An augmentation procedure was performed by using Bond apatite bone graft cement.
Surgical procedure :
Minimally invasive envelop technique was performed by intrasulcular and mid crestal incision with minimal flap reflection to expose the defect.
After removal of the implant and the granulomatous tissue, Bond apatite cement was ejected and compacted into the site according to the bone cements application protocols. Thus, immediately after ejecting the cement into the site a dry sterile gauze was place on the material with a firm finger pressure for 3 seconds buccally and occlusally, thereafter for additional few seconds a periosteal elevator was used to apply additional pressure in order to compact the cement properly in place.
With bone cements, soft tissue manipulation is different and opposite than conventional grafting. The flap should be with tension and not tension free; primary closure is not mandatory since maximal closure is acceptable which mean that up to 3 mm of graft exposure is completely fine but no more.
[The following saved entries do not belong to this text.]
//! Typed errors and HTTP mapping.

use axum::{
    http::StatusCode,
    response::{IntoResponse, Response},
    Json,
};
use serde::Serialize;
use thiserror::Error;

/// Startup-time configuration failures. Fatal for the process.
#[derive(Error, Debug)]
pub enum ConfigError {
    #[error("unsupported provider '{0}' (expected one of: {options})", options = crate::config::Provider::NAMES.join(", "))]
    UnsupportedProvider(String),
    #[error("missing connection string: set {0}")]
    MissingConnectionString(&'static str),
    #[error("invalid setting: {0}")]
    Invalid(String),
}

#[derive(Error, Debug)]
pub enum AppError {
    #[error(transparent)]
    Config(#[from] ConfigError),
    #[error("not found: {0}")]
    NotFound(String),
    #[error("validation: {0}")]
    Validation(String),
    #[error("connection: {0}")]
    Connection(String),
    #[error("database: {0}")]
    Database(String),
    #[error("hashing: {0}")]
    Hashing(String),
}

impl AppError {
    pub fn validation(msg: impl Into<String>) -> Self {
        Self::Validation(msg.into())
    }

    pub fn not_found(msg: impl Into<String>) -> Self {
        Self::NotFound(msg.into())
    }

    /// HTTP status and machine-readable code for this error kind.
    pub fn status_and_code(&self) -> (StatusCode, &'static str) {
        match self {
            AppError::NotFound(_) => (StatusCode::NOT_FOUND, "not_found"),
            AppError::Validation(_) => (StatusCode::BAD_REQUEST, "validation_error"),
            AppError::Connection(_) => (StatusCode::SERVICE_UNAVAILABLE, "connection_error"),
            AppError::Config(_) => (StatusCode::INTERNAL_SERVER_ERROR, "config_error"),
            AppError::Database(_) => (StatusCode::INTERNAL_SERVER_ERROR, "database_error"),
            AppError::Hashing(_) => (StatusCode::INTERNAL_SERVER_ERROR, "hashing_error"),
        }
    }
}

impl From<sqlx::Error> for AppError {
    fn from(e: sqlx::Error) -> Self {
        match e {
            sqlx::Error::RowNotFound => AppError::NotFound("no rows returned".into()),
            sqlx::Error::PoolTimedOut
            | sqlx::Error::PoolClosed
            | sqlx::Error::Io(_)
            | sqlx::Error::Tls(_)
            | sqlx::Error::Protocol(_)
            | sqlx::Error::WorkerCrashed => AppError::Connection(e.to_string()),
            other => AppError::Database(other.to_string()),
        }
    }
}

impl From<tiberius::error::Error> for AppError {
    fn from(e: tiberius::error::Error) -> Self {
        use tiberius::error::Error as TdsError;
        match e {
            TdsError::Io { .. } | TdsError::Tls(_) | TdsError::Routing { .. } | TdsError::Protocol(_) => {
                AppError::Connection(e.to_string())
            }
            other => AppError::Database(other.to_string()),
        }
    }
}

impl From<bb8_tiberius::Error> for AppError {
    fn from(e: bb8_tiberius::Error) -> Self {
        AppError::Connection(e.to_string())
    }
}

impl From<bb8::RunError<bb8_tiberius::Error>> for AppError {
    fn from(e: bb8::RunError<bb8_tiberius::Error>) -> Self {
        match e {
            bb8::RunError::TimedOut => AppError::Connection("timed out waiting for a pooled connection".into()),
            bb8::RunError::User(inner) => AppError::Connection(inner.to_string()),
        }
    }
}

#[derive(Serialize)]
pub struct ErrorBody {
    pub error: ErrorDetail,
}

#[derive(Serialize)]
pub struct ErrorDetail {
    pub code: String,
    pub message: String,
}

impl IntoResponse for AppError {
    fn into_response(self) -> Response {
        let (status, code) = self.status_and_code();
        if status == StatusCode::INTERNAL_SERVER_ERROR {
            tracing::error!(error = %self, "request failed");
        }
        let body = ErrorBody {
            error: ErrorDetail {
                code: code.to_string(),
                message: self.to_string(),
            },
        };
        (status, Json(body)).into_response()
    }
}
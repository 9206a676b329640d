//! Provider → repository lookup. Built once at startup; holds no request state.

use crate::config::Provider;
use crate::db::Executor;
use crate::repository::GenericRepository;
use crate::sql::dialect_for;
use std::sync::Arc;

pub struct RepositoryFactory {
    provider: Provider,
    repository: Arc<GenericRepository>,
}

impl RepositoryFactory {
    /// Pair the provider's dialect with the shared executor.
    pub fn new(provider: Provider, executor: Arc<dyn Executor>, max_limit: u32) -> Self {
        let dialect = dialect_for(provider.engine());
        RepositoryFactory {
            provider,
            repository: Arc::new(GenericRepository::new(dialect, executor, max_limit)),
        }
    }

    pub fn provider(&self) -> Provider {
        self.provider
    }

    pub fn repository(&self) -> Arc<GenericRepository> {
        self.repository.clone()
    }
}
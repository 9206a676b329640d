//! Scripted executor for unit tests.

use super::Executor;
use crate::error::AppError;
use crate::sql::QueryBuf;
use crate::table::Record;
use async_trait::async_trait;
use serde_json::{json, Value};
use std::collections::VecDeque;
use std::sync::Mutex;

/// Answers catalog queries from a fixed column list and everything else from a script.
pub(crate) struct FakeExecutor {
    catalog: Vec<Record>,
    rows: Mutex<VecDeque<Vec<Record>>>,
    affected: Mutex<VecDeque<u64>>,
    log: Mutex<Vec<QueryBuf>>,
}

impl FakeExecutor {
    pub(crate) fn new(columns: &[(&str, &str)]) -> Self {
        let catalog = columns
            .iter()
            .map(|(name, ty)| {
                json!({"column_name": name, "data_type": ty, "nullable": true, "has_default": false})
                    .as_object()
                    .cloned()
                    .unwrap()
            })
            .collect();
        FakeExecutor {
            catalog,
            rows: Mutex::new(VecDeque::new()),
            affected: Mutex::new(VecDeque::new()),
            log: Mutex::new(Vec::new()),
        }
    }

    pub(crate) fn with_rows(self, rows: Vec<Value>) -> Self {
        let rows = rows.into_iter().map(|r| r.as_object().cloned().unwrap()).collect();
        self.rows.lock().unwrap().push_back(rows);
        self
    }

    pub(crate) fn with_affected(self, n: u64) -> Self {
        self.affected.lock().unwrap().push_back(n);
        self
    }

    pub(crate) fn statements(&self) -> Vec<QueryBuf> {
        self.log.lock().unwrap().clone()
    }

    pub(crate) fn catalog_hits(&self) -> usize {
        self.statements()
            .iter()
            .filter(|q| is_catalog(q))
            .count()
    }
}

#[async_trait]
impl Executor for FakeExecutor {
    async fn fetch_all(&self, q: &QueryBuf) -> Result<Vec<Record>, AppError> {
        self.log.lock().unwrap().push(q.clone());
        if is_catalog(q) {
            return Ok(self.catalog.clone());
        }
        Ok(self.rows.lock().unwrap().pop_front().unwrap_or_default())
    }

    async fn execute(&self, q: &QueryBuf) -> Result<u64, AppError> {
        self.log.lock().unwrap().push(q.clone());
        Ok(self.affected.lock().unwrap().pop_front().unwrap_or(0))
    }
}

pub(crate) fn is_catalog(q: &QueryBuf) -> bool {
    q.sql.to_lowercase().contains("information_schema")
}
No membrane or PRF should be used in between the flap and the cement. Therefore no releasing incisions were done and flap closure was done by stretching and suturing in the sequence of MDM- first, the mesial edge was sutured then the distal then middle and then in between them.
Healing was uneventful and after 3 months a new implant was placed and loaded after additional 3 months of healing with a fixed prosthesis.